## How to solve Time, Speed and Distance aptitude questions

The terms Time and Distance are related to the speed of a moving object.

Speed We define the speed of an object as the distance coverd in a unit time intervel. It is obtained by the distance covered by the object, by the time it take to
cover that distance,

Thus, Speed=Distance traveled/Time taken

### Some tricks for solving Time, Speed and Distance Aptitude Questions

1. If the time taken is constant, the distance traveled is proportional to the speed, that is more the speed more distance is traveled in the same time

2. If the speed is constant, the distance traveled is proportional to the time taken, that is more the distance traveled more the time taken at the same speed.

3. If the distance traveled is constant, the speed is inversely propotional to the time taken, that is more the speed, less the time taken for the same distance
traveled.

### Basic Formulae for Time and Distance Aptitude Questions

1. Speed = Distance/Time.

2. Distance = Speed X TIme.

3. Time = Distance / Speed.

### Units Of Measurement

Generally, if the distance is measured in kilometer, the we measure time in hour and speed in kilometer per hour and is written in km/hr. If the distance is measured
in meter then we denote time in second and speed in meter and it is written in m/sec.

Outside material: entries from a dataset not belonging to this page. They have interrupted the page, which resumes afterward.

//! # gneiss-backend: Long-term archive backends
//!
//! The WAL makes events durable locally; backends make them durable
//! elsewhere. This crate defines the [`Backend`] contract, the filesystem
//! implementation with shadow-copy redundancy, the generic object-store
//! shape cloud targets share, and the per-backend replication worker.
//!
//! Replication is best-effort and asynchronous by design: a backend outage
//! is logged, counted, and retried through `gneiss-resilience`, and never
//! fails an `emit`.

mod backend;
mod error;
mod filesystem;
mod memory;
mod object;
mod replicator;

pub use backend::{Backend, BackendIntegrityReport};
pub use error::{BackendError, Result};
pub use filesystem::{FilesystemBackend, FilesystemConfig, DEFAULT_MAX_AGE, DEFAULT_MAX_SIZE};
pub use memory::MemoryBackend;
pub use object::{
    ObjectMetadata, ObjectStore, ObjectStoreBackend, ObjectStoreConfig, ObjectStoreError,
};
pub use replicator::{Replicator, DEFAULT_QUEUE_CAPACITY};
//! Authenticated encryption.
//!
//! Two AEAD ciphers are supported, both with 32-byte keys and 12-byte
//! nonces. The set is closed, so it is a plain enum rather than a trait.
//!
//! # Blob format
//!
//! ```text
//! [nonce:12][ciphertext‖tag:variable]
//! ```
//!
//! Every call draws a fresh nonce from the system CSPRNG. Nonce reuse under
//! one key breaks both ciphers, so there is no caller-supplied-nonce path.

use aes_gcm::aead::{Aead, KeyInit};
use aes_gcm::Aes256Gcm;
use chacha20poly1305::ChaCha20Poly1305;
use rand::rngs::OsRng;
use rand::RngCore;

use crate::error::{CryptoError, Result};
use crate::keys::EncryptionKey;

/// Nonce length shared by both supported ciphers.
pub const NONCE_LEN: usize = 12;

/// The supported AEAD ciphers.
#[derive(Debug, Clone, Copy, PartialEq, Eq)]
pub enum AeadAlgorithm {
    /// AES-256 in Galois/Counter Mode.
    Aes256Gcm,
    /// ChaCha20 stream cipher with Poly1305 authenticator.
    ChaCha20Poly1305,
}

impl AeadAlgorithm {
    /// Canonical algorithm name, as recorded in encrypted blobs.
    pub fn name(self) -> &'static str {
        match self {
            AeadAlgorithm::Aes256Gcm => "AES-256-GCM",
            AeadAlgorithm::ChaCha20Poly1305 => "ChaCha20-Poly1305",
        }
    }

    /// Parses a blob's recorded algorithm name.
    pub fn from_name(name: &str) -> Option<Self> {
        match name {
            "AES-256-GCM" => Some(AeadAlgorithm::Aes256Gcm),
            "ChaCha20-Poly1305" => Some(AeadAlgorithm::ChaCha20Poly1305),
            _ => None,
        }
    }
}

impl std::fmt::Display for AeadAlgorithm {
    fn fmt(&self, f: &mut std::fmt::Formatter<'_>) -> std::fmt::Result {
        f.write_str(self.name())
    }
}

/// An AEAD cipher bound to one key.
///
/// [`KeyManager`](crate::KeyManager) constructs these per key; callers that
/// manage their own key material can use one directly.
#[derive(Clone)]
pub struct Encryptor {
    algorithm: AeadAlgorithm,
    key: EncryptionKey,
}

impl std::fmt::Debug for Encryptor {
    fn fmt(&self, f: &mut std::fmt::Formatter<'_>) -> std::fmt::Result {
        // Key material never reaches Debug output.
        f.debug_struct("Encryptor")
            .field("algorithm", &self.algorithm)
            .finish_non_exhaustive()
    }
}

impl Encryptor {
    /// Creates an encryptor for the given cipher and key.
    pub fn new(algorithm: AeadAlgorithm, key: EncryptionKey) -> Self {
        Self { algorithm, key }
    }

    /// Returns the canonical algorithm name.
    pub fn algorithm(&self) -> &'static str {
        self.algorithm.name()
    }

    /// Encrypts `plaintext`, returning `nonce ‖ ciphertext ‖ tag`.
    pub fn encrypt(&self, plaintext: &[u8]) -> Result<Vec<u8>> {
        let mut nonce = [0u8; NONCE_LEN];
        OsRng.fill_bytes(&mut nonce);

        let ciphertext = match self.algorithm {
            AeadAlgorithm::Aes256Gcm => {
                let cipher = Aes256Gcm::new_from_slice(self.key.as_bytes()).map_err(|e| {
                    CryptoError::EncryptionFailed {
                        reason: e.to_string(),
                    }
                })?;
                cipher
                    .encrypt(aes_gcm::Nonce::from_slice(&nonce), plaintext)
                    .map_err(|_| CryptoError::EncryptionFailed {
                        reason: "AES-256-GCM encryption failed".into(),
                    })?
            }
            AeadAlgorithm::ChaCha20Poly1305 => {
                let cipher =
                    ChaCha20Poly1305::new_from_slice(self.key.as_bytes()).map_err(|e| {
                        CryptoError::EncryptionFailed {
                            reason: e.to_string(),
                        }
                    })?;
                cipher
                    .encrypt(chacha20poly1305::Nonce::from_slice(&nonce), plaintext)
                    .map_err(|_| CryptoError::EncryptionFailed {
                        reason: "ChaCha20-Poly1305 encryption failed".into(),
                    })?
            }
        };

        let mut blob = Vec::with_capacity(NONCE_LEN + ciphertext.len());
        blob.extend_from_slice(&nonce);
        blob.extend_from_slice(&ciphertext);
        Ok(blob)
    }

    /// Decrypts a `nonce ‖ ciphertext ‖ tag` blob.
    ///
    /// Fails with [`CryptoError::DecryptionFailed`] on a truncated blob, a
    /// wrong key, or any tampering with the ciphertext or tag.
    pub fn decrypt(&self, blob: &[u8]) -> Result<Vec<u8>> {
        if blob.len() < NONCE_LEN {
            return Err(CryptoError::DecryptionFailed {
                reason: format!("blob too short for nonce: {} bytes", blob.len()),
            });
        }
        let (nonce, ciphertext) = blob.split_at(NONCE_LEN);

        match self.algorithm {
            AeadAlgorithm::Aes256Gcm => {
                let cipher = Aes256Gcm::new_from_slice(self.key.as_bytes()).map_err(|e| {
                    CryptoError::DecryptionFailed {
                        reason: e.to_string(),
                    }
                })?;
                cipher
                    .decrypt(aes_gcm::Nonce::from_slice(nonce), ciphertext)
                    .map_err(|_| CryptoError::DecryptionFailed {
                        reason: "authentication failed: ciphertext tampered or wrong key".into(),
                    })
            }
            AeadAlgorithm::ChaCha20Poly1305 => {
                let cipher =
                    ChaCha20Poly1305::new_from_slice(self.key.as_bytes()).map_err(|e| {
                        CryptoError::DecryptionFailed {
                            reason: e.to_string(),
                        }
                    })?;
                cipher
                    .decrypt(chacha20poly1305::Nonce::from_slice(nonce), ciphertext)
                    .map_err(|_| CryptoError::DecryptionFailed {
                        reason: "authentication failed: ciphertext tampered or wrong key".into(),
                    })
            }
        }
    }
}

#[cfg(test)]
mod tests {
    use super::*;
    use test_case::test_case;

    #[test_case(AeadAlgorithm::Aes256Gcm)]
    #[test_case(AeadAlgorithm::ChaCha20Poly1305)]
    fn roundtrip(algorithm: AeadAlgorithm) {
        let enc = Encryptor::new(algorithm, EncryptionKey::generate());
        let plaintext = b"patient admitted to ward 7";

        let blob = enc.encrypt(plaintext).unwrap();
        assert_ne!(&blob[NONCE_LEN..], plaintext.as_slice());

        let decrypted = enc.decrypt(&blob).unwrap();
        assert_eq!(decrypted, plaintext);
    }

    #[test_case(AeadAlgorithm::Aes256Gcm)]
    #[test_case(AeadAlgorithm::ChaCha20Poly1305)]
    fn tampered_last_byte_fails(algorithm: AeadAlgorithm) {
        let enc = Encryptor::new(algorithm, EncryptionKey::generate());
        let mut blob = enc.encrypt(b"audit payload").unwrap();
        let last = blob.len() - 1;
        blob[last] ^= 0x01;

        let err = enc.decrypt(&blob).unwrap_err();
        assert!(matches!(err, CryptoError::DecryptionFailed { .. }));
    }

    #[test]
    fn wrong_key_fails() {
        let enc = Encryptor::new(AeadAlgorithm::Aes256Gcm, EncryptionKey::generate());
        let other = Encryptor::new(AeadAlgorithm::Aes256Gcm, EncryptionKey::generate());
        let blob = enc.encrypt(b"secret").unwrap();
        assert!(other.decrypt(&blob).is_err());
    }

    #[test]
    fn nonces_are_fresh_per_call() {
        let enc = Encryptor::new(AeadAlgorithm::ChaCha20Poly1305, EncryptionKey::generate());
        let a = enc.encrypt(b"same input").unwrap();
        let b = enc.encrypt(b"same input").unwrap();
        assert_ne!(a[..NONCE_LEN], b[..NONCE_LEN]);
        assert_ne!(a, b);
    }

    #[test]
    fn truncated_blob_is_rejected() {
        let enc = Encryptor::new(AeadAlgorithm::Aes256Gcm, EncryptionKey::generate());
        let err = enc.decrypt(&[0u8; 5]).unwrap_err();
        assert!(matches!(err, CryptoError::DecryptionFailed { .. }));
    }

    #[test]
    fn algorithm_names_roundtrip() {
        for alg in [AeadAlgorithm::Aes256Gcm, AeadAlgorithm::ChaCha20Poly1305] {
            assert_eq!(AeadAlgorithm::from_name(alg.name()), Some(alg));
        }
        assert_eq!(AeadAlgorithm::from_name("ROT13"), None);
    }
}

 One km/hr = [\frac{1000m}{60 \times 60 sec}=\frac{5}{18}m/sec\] There for one m/sec= 18/5 (km/hr) Thus, $xkm/hr=\left(x \times \frac{5}{18}\right) m/sec$ and, $xm/sec=\left(x \times \frac{18}{5}\right) km/hr$

### Short Cut Methods for Time and Distance Aptitude Questions

1.(a) If B covers a distance d1 km at s1 km/hr and then d2 at s2 km/hr, then the average speed during the whole journey is given by

Average speed = $\frac{s1 s2 \left( d1 + d2 \right)}{s1 d2+ s2 d1} km/hr$

(b) If B goes from x to y at s1 km/hr and comes back from y to x at s2 km/hr. Then the average speed during the whole journey is given by

Average speed = $\frac{2s1s2}{s1+s2}$

2. A person goes certain distance at a speed of s1 and returns back to the same place at a speed of s2 km/hr. If he take T hours in all, then the distance between
first place to the second place is

$T \left(\frac{s1s2}{s1+s2}\right)$

3. If two persons A and B start at the same time from two points X and Y towords each other and after crossing they take T1 and T2 hours in reaching Y and X
respectively, then

$\frac{Aspeed}{Bspeed}=\frac{\sqrt{T_{2}}}{\sqrt{T_{1}}}$

4. If a person travels d1, d2, d3, ...., dn meters with different speeds s1, s2, s3, ......... sn m/sec in time t1, t2, t3, ....,tn seconds respectively. Then the
average speed of the person through out the journey is given by

Average Speed = Total distance traveled / Total time taken.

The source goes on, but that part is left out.